Unfortunately, most of these secondary complications, such as cancer, do not have permanent cures and are very hard to operate (Huxley, 2014). Additionally, they impose great burdens on both the affected individual and the family members. Such burdens include financial support, social support and most importantly, psychological support. Family members are advised to be there for their loved one because this helps them cope and adapt easily to their present conditions (Buchmueller & Johar, 2015). Most affected individuals will have esteem issues, and at times, depression. This can further be accelerated when family members, relatives and friends begin avoiding them. Being obese and overweight has been a major challenge, and the psychological effects can be very devastating, especially for teenagers (Brennan et al., 2014). At this point in their lives, teenagers are at the point where image means everything, and any factor that will make the feel out of what is mostly considered as a ‘normal range’ will always plant feelings of doubt, self-worth, and they become more body and image conscious (Farhat, Iannotti, & Caccavale, 2013). Understandably, the need and feeling to fit in as a teenager is beyond human control, and this has been the biggest challenge for most adolescents that have had overweight issues ever since they were infants. Once feelings of rejection and self-pity begin, depression sets in, and suicidal thoughts are not too far-fetched. Women suffering from obesity are at a high chance of suffering from breast, gall bladder, colon and uterine cancers, while obese men are at a risk of prostrate and colon cancers (Kendall et al., 2015).
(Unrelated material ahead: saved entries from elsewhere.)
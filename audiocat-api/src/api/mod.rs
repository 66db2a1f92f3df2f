//! HTTP API handlers for audiocat-api

pub mod buildinfo;
pub mod download;
pub mod health;
pub mod info;
pub mod list;
pub mod root;
pub mod upload;

pub use buildinfo::get_build_info;
pub use download::download_file;
pub use health::health_routes;
pub use info::get_file_info;
pub use list::{list_files, list_files_filtered};
pub use root::index;
pub use upload::upload_file;

use crate::error::{ApiError, ApiResult};

/// Value of a `key=value` path segment, as in `/info/name=song.wav`
pub(crate) fn segment_value<'a>(segment: &'a str, key: &str) -> ApiResult<&'a str> {
    segment
        .strip_prefix(key)
        .and_then(|rest| rest.strip_prefix('='))
        .filter(|value| !value.is_empty())
        .ok_or_else(|| ApiError::NoRoute(format!("expected '{}=<value>', got '{}'", key, segment)))
}
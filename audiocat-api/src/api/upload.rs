//! Audio file upload
//!
//! Flow: sanitize the filename, stream the multipart field into a staging
//! file, extract metadata from it, then under the upload lock write the
//! catalog record and install the staging file under its final name inside
//! one transaction. The install is reverted unless the commit succeeds, so a
//! failed upload leaves the previous file and record (or neither) in place.

use axum::extract::{Multipart, State};
use audiocat_common::config::DuplicatePolicy;
use audiocat_common::db::AudioFileRecord;
use tokio::io::AsyncWriteExt;
use tracing::{error, info, warn};

use crate::db::catalog;
use crate::error::{ApiError, ApiResult};
use crate::services::{secure_filename, StagedUpload};
use crate::AppState;

/// Multipart field carrying the upload
const FILE_FIELD: &str = "file";

/// POST /upload, PUT /upload
///
/// Returns a plain-text confirmation naming the stored file.
pub async fn upload_file(
    State(state): State<AppState>,
    mut multipart: Multipart,
) -> ApiResult<String> {
    while let Some(mut field) = multipart.next_field().await? {
        if field.name() != Some(FILE_FIELD) {
            continue;
        }

        let raw_name = field.file_name().unwrap_or_default().to_string();
        let name = secure_filename(&raw_name).ok_or_else(|| {
            warn!(raw_name = %raw_name, "Rejected upload filename");
            ApiError::InvalidFilename(raw_name.clone())
        })?;

        if state.duplicate_policy == DuplicatePolicy::Reject
            && catalog::load_record_by_name(&state.db, &name).await?.is_some()
        {
            return Err(ApiError::Duplicate(name));
        }

        let (staged, mut file) = state
            .storage
            .create_staged(&name)
            .await
            .map_err(ApiError::StorageWrite)?;

        let mut received: u64 = 0;
        while let Some(chunk) = field.chunk().await? {
            file.write_all(&chunk).await.map_err(ApiError::StorageWrite)?;
            received += chunk.len() as u64;
        }
        file.flush().await.map_err(ApiError::StorageWrite)?;
        file.sync_all().await.map_err(ApiError::StorageWrite)?;
        drop(file);

        info!(file = %name, size = received, "Upload received");

        let metadata = state
            .extractor
            .extract_blocking(staged.path().to_path_buf())
            .await
            .map_err(|e| {
                warn!(file = %name, error = %e, "Metadata extraction failed");
                ApiError::from(e)
            })?;

        let record = AudioFileRecord::new(name, metadata.duration_seconds, metadata.file_size_bytes);
        commit_upload(&state, staged, &record).await?;

        info!(
            file = %record.name,
            duration_s = record.duration,
            size = record.size,
            format = %metadata.format,
            "Upload catalogued"
        );

        return Ok(format!("{} successfully uploaded!", record.name));
    }

    Err(ApiError::BadRequest(format!(
        "Missing multipart field '{}'",
        FILE_FIELD
    )))
}

/// Write the record and move the staged file into place as one unit
async fn commit_upload(
    state: &AppState,
    staged: StagedUpload,
    record: &AudioFileRecord,
) -> ApiResult<()> {
    let _guard = state.upload_lock.lock().await;

    let mut tx = state.db.begin().await?;
    match state.duplicate_policy {
        DuplicatePolicy::Overwrite => catalog::upsert_record(&mut *tx, record).await?,
        DuplicatePolicy::Reject => catalog::insert_record(&mut *tx, record).await?,
    }

    let installed = state
        .storage
        .install(staged, &record.name)
        .await
        .map_err(ApiError::StorageWrite)?;

    if let Err(e) = tx.commit().await {
        error!(file = %record.name, error = %e, "Catalog commit failed, reverting stored file");
        if let Err(revert) = installed.revert() {
            error!(file = %record.name, error = %revert, "Failed to revert stored file");
        }
        return Err(ApiError::Database(e));
    }

    installed.keep();
    Ok(())
}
Obesity is a progressive disease associated with a wide range of serious complications which result in reduced quality of life on the individual. The good news is that it is easily preventable. Early diagnosis and treatment of the disease is a vital stage in control of the complications associated with overweight and obesity (Lobstein et al., 2015). Simple lifestyle measures have proven to be effective in preventing or delaying the occurrence of the disease. People are encouraged to acquaint themselves with the relevant information about obesity and are encouraged to learn about the risks and warning signs associated with the condition. Knowledge on this leads to earlier diagnosis hence earlier treatment which may save a life or two.

 

Conclusion

World Health Organisation regards obesity as among the most rigorous health issues facing the world today. The good news is that occurrence of obesity can be minimised significantly by welcoming a few adjustments in certain aspects of daily routines. A selection of certain foods as well as regular physical or co-curricular activities can go a great deal in reducing the amount of fat deposition in the body as storage. Each and every person in the society has a part to play in preventing the occurrence of obesity, starting from parents, representatives from the concerned educational institutions as well as clinicians.